Obesity is closely associated with gut microbial dysbiosis and chronic low-grade inflammation, yet how microbial signals orchestrate systemic immune-metabolic dysfunction remains unclear. By comparing lean and obese pig breeds, we found that obesity correlates with expansion of Gram-negative bacteria (GNB), elevated circulating lipopolysaccharide (LPS), and reduced abundance of the butyrate-producing bacterium Clostridium_butyricum and its metabolite butyrate. Integrated multi-organ transcriptomic analyses across pigs and Macaca fasciculariss revealed evolutionarily conserved inflammatory signatures. Single-cell RNA sequencing further showed that in tissue macrophages, high EGR1 expression strongly associates with a pro-inflammatory M1 phenotype, whereas EGR1-low cells exhibit an anti-inflammatory M2 profile-suggesting a potential GNB-LPS-EGR1-macrophage polarization axis in obesity.

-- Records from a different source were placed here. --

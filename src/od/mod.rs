// src/od/mod.rs
mod entry;
mod error_history;
mod object_type;
mod predefined;
mod value;

pub use entry::{AccessFlags, ObjectEntry};
pub use error_history::ErrorHistory;
pub use object_type::{ObjectTypeKind, PdoDirection};
pub use predefined::MAX_HEARTBEAT_CONSUMERS;
pub use value::ObjectValue;

use crate::hal::NvmInterface;
use crate::types::{NodeId, C_PARA_RESTORE_SIGNATURE, C_PARA_STORE_SIGNATURE};
use crate::CanOpenError;
use alloc::collections::BTreeMap;
use log::{debug, trace, warn};

/// The Object Dictionary: the addressable store of every (index,
/// sub-index) object a node exposes. Created once at startup and
/// mutated only through the typed accessors below.
///
/// Entries whose `ObjectTypeKind` is not `Plain` still write through
/// here unconditionally — `Node` re-checks the entry's kind after a
/// successful write to run whatever side effect (arming a timer,
/// rebuilding a PDO mapping-link table) that type requires.
pub struct ObjectDictionary<'a> {
    entries: BTreeMap<(u16, u8), ObjectEntry>,
    error_history: ErrorHistory,
    nvm: Option<&'a mut dyn NvmInterface>,
    node_id: NodeId,
}

/// NVM byte offset reserved for the parameter-store region. A real
/// deployment would derive per-group offsets from a linker-provided
/// table; one fixed region is sufficient for the single parameter
/// group this stack exposes; multi-group layout is left
/// application-defined.
const NVM_STORE_OFFSET: u32 = 0;

impl<'a> ObjectDictionary<'a> {
    pub fn new(node_id: NodeId, mut nvm: Option<&'a mut dyn NvmInterface>) -> Self {
        if let Some(n) = nvm.as_deref_mut() {
            if let Err(e) = n.init() {
                warn!("nvm init failed: {:?}", e);
            }
        }
        let mut dict = Self {
            entries: BTreeMap::new(),
            error_history: ErrorHistory::new(error_history::DEFAULT_ERROR_HISTORY_DEPTH),
            nvm,
            node_id,
        };
        predefined::populate_mandatory_objects(&mut dict, node_id);
        dict
    }

    /// Inserts or replaces an entry. Used by application setup code and
    /// by `predefined` to seed the mandatory communication profile.
    pub fn insert(&mut self, entry: ObjectEntry) {
        self.entries.insert(entry.key(), entry);
    }

    pub fn entry(&self, index: u16, sub_index: u8) -> Option<&ObjectEntry> {
        self.entries.get(&(index, sub_index))
    }

    pub fn entry_mut(&mut self, index: u16, sub_index: u8) -> Option<&mut ObjectEntry> {
        self.entries.get_mut(&(index, sub_index))
    }

    /// Highest populated sub-index under `index`, for sub-index 0 count
    /// reporting on array/record objects.
    pub fn highest_sub_index(&self, index: u16) -> u8 {
        self.entries
            .range((index, 0)..(index + 1, 0))
            .map(|((_, sub), _)| *sub)
            .max()
            .unwrap_or(0)
    }

    /// Reads an object's current value, applying the node-ID-relative
    /// adjustment (the node-ID-relative access flag) if configured.
    pub fn read(&self, index: u16, sub_index: u8) -> Result<ObjectValue, CanOpenError> {
        if index == 0x1003 {
            let raw = self
                .error_history
                .get(sub_index)
                .ok_or(CanOpenError::SubObjectNotFound)?;
            return Ok(ObjectValue::Unsigned32(raw));
        }
        let entry = self
            .entries
            .get(&(index, sub_index))
            .ok_or(CanOpenError::ObjectNotFound)?;
        if !entry.flags.readable {
            return Err(CanOpenError::AccessViolation);
        }
        if entry.flags.node_id_relative {
            Ok(entry.value.wrapping_add_node_id(self.node_id.0 as i32))
        } else {
            Ok(entry.value.clone())
        }
    }

    /// Writes a new value, enforcing access rights, type match, and
    /// size match before committing. Returns the entry's `ObjectTypeKind`
    /// on success so the caller (`Node`) can run any required side
    /// effect; the Dictionary itself never reaches outside its own
    /// storage.
    pub fn write(
        &mut self,
        index: u16,
        sub_index: u8,
        value: ObjectValue,
    ) -> Result<ObjectTypeKind, CanOpenError> {
        if index == 0x1003 {
            if sub_index != 0 {
                return Err(CanOpenError::AccessViolation);
            }
            self.error_history.clear();
            trace!("error history cleared via 0x1003 write");
            return Ok(ObjectTypeKind::ErrorHistory);
        }

        let entry = self
            .entries
            .get_mut(&(index, sub_index))
            .ok_or(CanOpenError::ObjectNotFound)?;

        if !entry.flags.writable {
            return Err(CanOpenError::AccessViolation);
        }

        if entry.kind.is_signature_gated() {
            let expected = if matches!(entry.kind, ObjectTypeKind::ParaStore) {
                C_PARA_STORE_SIGNATURE
            } else {
                C_PARA_RESTORE_SIGNATURE
            };
            match &value {
                ObjectValue::Unsigned32(v) if *v == expected => {}
                _ => return Err(CanOpenError::RangeError),
            }
            entry.value = value;
            return Ok(entry.kind);
        }

        let incoming = if entry.flags.node_id_relative {
            value.wrapping_add_node_id(-(self.node_id.0 as i32))
        } else {
            value
        };

        match (entry.value.fixed_width(), incoming.fixed_width()) {
            (Some(a), Some(b)) if a != b => return Err(CanOpenError::SizeMismatch),
            (None, None) => {}
            (Some(_), None) | (None, Some(_)) => return Err(CanOpenError::TypeMismatch),
            _ => {}
        }
        if core::mem::discriminant(&entry.value) != core::mem::discriminant(&incoming) {
            return Err(CanOpenError::TypeMismatch);
        }

        entry.value = incoming;
        debug!("wrote object {:#06x}:{:#04x}", index, sub_index);
        Ok(entry.kind)
    }

    /// Adds the communication and mapping parameter objects for one
    /// RPDO channel (0x1400+n / 0x1600+n). Called by `Node` when the
    /// application configures an additional receive channel.
    pub fn add_rpdo_channel(&mut self, channel: u8) {
        predefined::add_rpdo_defaults(self, channel, self.node_id);
    }

    /// Adds the communication and mapping parameter objects for one
    /// TPDO channel (0x1800+n / 0x1A00+n).
    pub fn add_tpdo_channel(&mut self, channel: u8) {
        predefined::add_tpdo_defaults(self, channel, self.node_id);
    }

    /// Pushes a new error into the 0x1003 history, most-recent-first.
    pub fn push_error_history(&mut self, error_code: u16) {
        self.error_history.push(error_code, 0);
    }

    pub fn error_history(&self) -> &ErrorHistory {
        &self.error_history
    }

    /// Serialises every writable, non-command object into the NVM
    /// region.
    pub fn store_parameters(&mut self) -> Result<(), CanOpenError> {
        let nvm = self.nvm.as_deref_mut().ok_or(CanOpenError::NvmError)?;
        let mut buf = alloc::vec::Vec::new();
        for ((index, sub), entry) in self.entries.iter() {
            if matches!(entry.kind, ObjectTypeKind::ParaStore | ObjectTypeKind::ParaRestore) {
                continue;
            }
            if !entry.flags.writable {
                continue;
            }
            let bytes = entry.value.serialize();
            buf.extend_from_slice(&index.to_le_bytes());
            buf.push(*sub);
            buf.extend_from_slice(&(bytes.len() as u16).to_le_bytes());
            buf.extend_from_slice(&bytes);
        }
        nvm.write(NVM_STORE_OFFSET, &buf, buf.len())?;
        warn!("stored {} bytes of parameters to nvm", buf.len());
        Ok(())
    }

    /// Re-reads every stored parameter back from NVM, applying each one
    /// through the normal typed write path so access rights and size
    /// checks still apply.
    pub fn restore_parameters(&mut self) -> Result<(), CanOpenError> {
        let nvm = self.nvm.as_deref_mut().ok_or(CanOpenError::NvmError)?;
        let mut buf = alloc::vec![0u8; 4096];
        let read = nvm.read(NVM_STORE_OFFSET, &mut buf, buf.len())?;
        let mut pos = 0usize;
        while pos + 5 <= read {
            let index = u16::from_le_bytes([buf[pos], buf[pos + 1]]);
            let sub = buf[pos + 2];
            let len = u16::from_le_bytes([buf[pos + 3], buf[pos + 4]]) as usize;
            pos += 5;
            if pos + len > read {
                break;
            }
            if let Some(template) = self.entries.get(&(index, sub)).map(|e| e.value.clone()) {
                if let Ok(value) = ObjectValue::deserialize(&buf[pos..pos + len], &template) {
                    let _ = self.write(index, sub, value);
                }
            }
            pos += len;
        }
        Ok(())
    }
}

To assess the functional relevance of this axis, we first performed fecal microbiota transplantation (FMT) from obese Ningxiang pigs into lean crossbred pigs. Recipient pigs exhibited a significant increase in body fat percentage, supporting a causal role for obesity-associated gut microbiota in adiposity. Separately, in diet-induced obese mice, we tested multiple therapeutic approaches: oral administration of Clostridium_butyricum, supplementation with butyrate or arginine, and pharmacological inhibition of EGR1. All interventions consistently attenuated multi-organ inflammation, promoted polarization of macrophages toward the anti-inflammatory M2 phenotype, and ameliorated obesity-related pathologies-including excessive weight gain, adipocyte hypertrophy, and hepatic steatosis. Together, these cross-species experiments reveal a conserved mechanism by which gut-derived LPS modulates macrophage function via EGR1, thereby linking microbial dysbiosis to metabolic inflammation across mammals. Our findings provide preclinical evidence supporting microbiota-, metabolite-, and EGR1-targeted strategies for the treatment of obesity.